Donald Shackelford, chairman of the U.S. League of Savings Institutions, doesn't see banks or thrifts when he looks into his crystal ball. Mr. Shackelford, who is also chairman of State Savings Bank in Columbus, Ohio, sees financial service organizations. The future, however, depends on Congress' excising some of the punitive features of the 1989 savings and loan bailout bill. Mr. Shackelford tells Washington bureau chief Jim McTague he thinks Congress is finally in a forgiving mood.

American Banker: Don't you believe that Congress' intent in 1989 was to dismantle the S&L industry over time? Don Shackelford: I don't think that's what happening. Some people think that if some institutions can make it in the existing structure, well that's fine; and those that can't make it will fail.

AB: So the S&L industry won't be swallowed up by banks? DS: We do need shrinkage to a reasonable capital base. The Office of Thrift Supervision sees a residual of 1,700 S&Ls. One also could see between 1,000 and 1,200. A more logical dichotomy is to have a single financial industry made up of large organizations in international trade and consumer institutions focused on housing.

AB: How would the laws have to change to get there? DS: One problem is the existing Qualified Thrift Lender Test [which requires S&Ls to keep 70% of their assets in housing related investments]. It's not sound public policy to be 70% in all markets. Housing finance is a cyclical business, which means there are times when you can't seem to make enough loans and times when there are far too many loans.

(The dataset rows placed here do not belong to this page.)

use std::io;
use std::time::Duration;

use thiserror::Error;

#[derive(Debug, Error)]
pub enum BenchError {
    #[error("could not open serial port {port}: {source}")]
    LinkOpen {
        port: String,
        #[source]
        source: serialport::Error,
    },
    #[error("link io error: {0}")]
    LinkIo(#[from] io::Error),
    #[error("serial error: {0}")]
    Serial(#[from] serialport::Error),
    #[error("link is closed")]
    LinkClosed,
    #[error("invalid command frame: {0}")]
    InvalidFrame(String),
    #[error("test aborted")]
    TestAborted,
    #[error("telemetry stalled: no frame decoded for {0:?}")]
    TelemetryStalled(Duration),
    #[error("configuration error: {0}")]
    Config(String),
    #[error("test bench not found: {0}")]
    PortNotFound(String),
}

impl BenchError {
    /// Errors that mean the byte stream itself is gone, as opposed to a bad frame or an abort.
    pub fn is_link_failure(&self) -> bool {
        matches!(
            self,
            BenchError::LinkOpen { .. }
                | BenchError::LinkIo(_)
                | BenchError::Serial(_)
                | BenchError::LinkClosed
        )
    }
}

pub type Result<T> = std::result::Result<T, BenchError>;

AB: What do you think of the bank reform bill in Congress? DS: They're not attacking "too big to fail" in any meaningful way. That will make depositors more nervous.

AB: Are you getting frustrated by this seemingly never-ending reform process? DS: I don't feel like the guy in "Old Man River" who gets weary. They are doing a lot of things [on the Hill] that seem driven to no particular improvement. One big notion is that the U.S. has overcapacity in banking and that the answer is consolidation. I would question if that's a real reduction in overcapacity.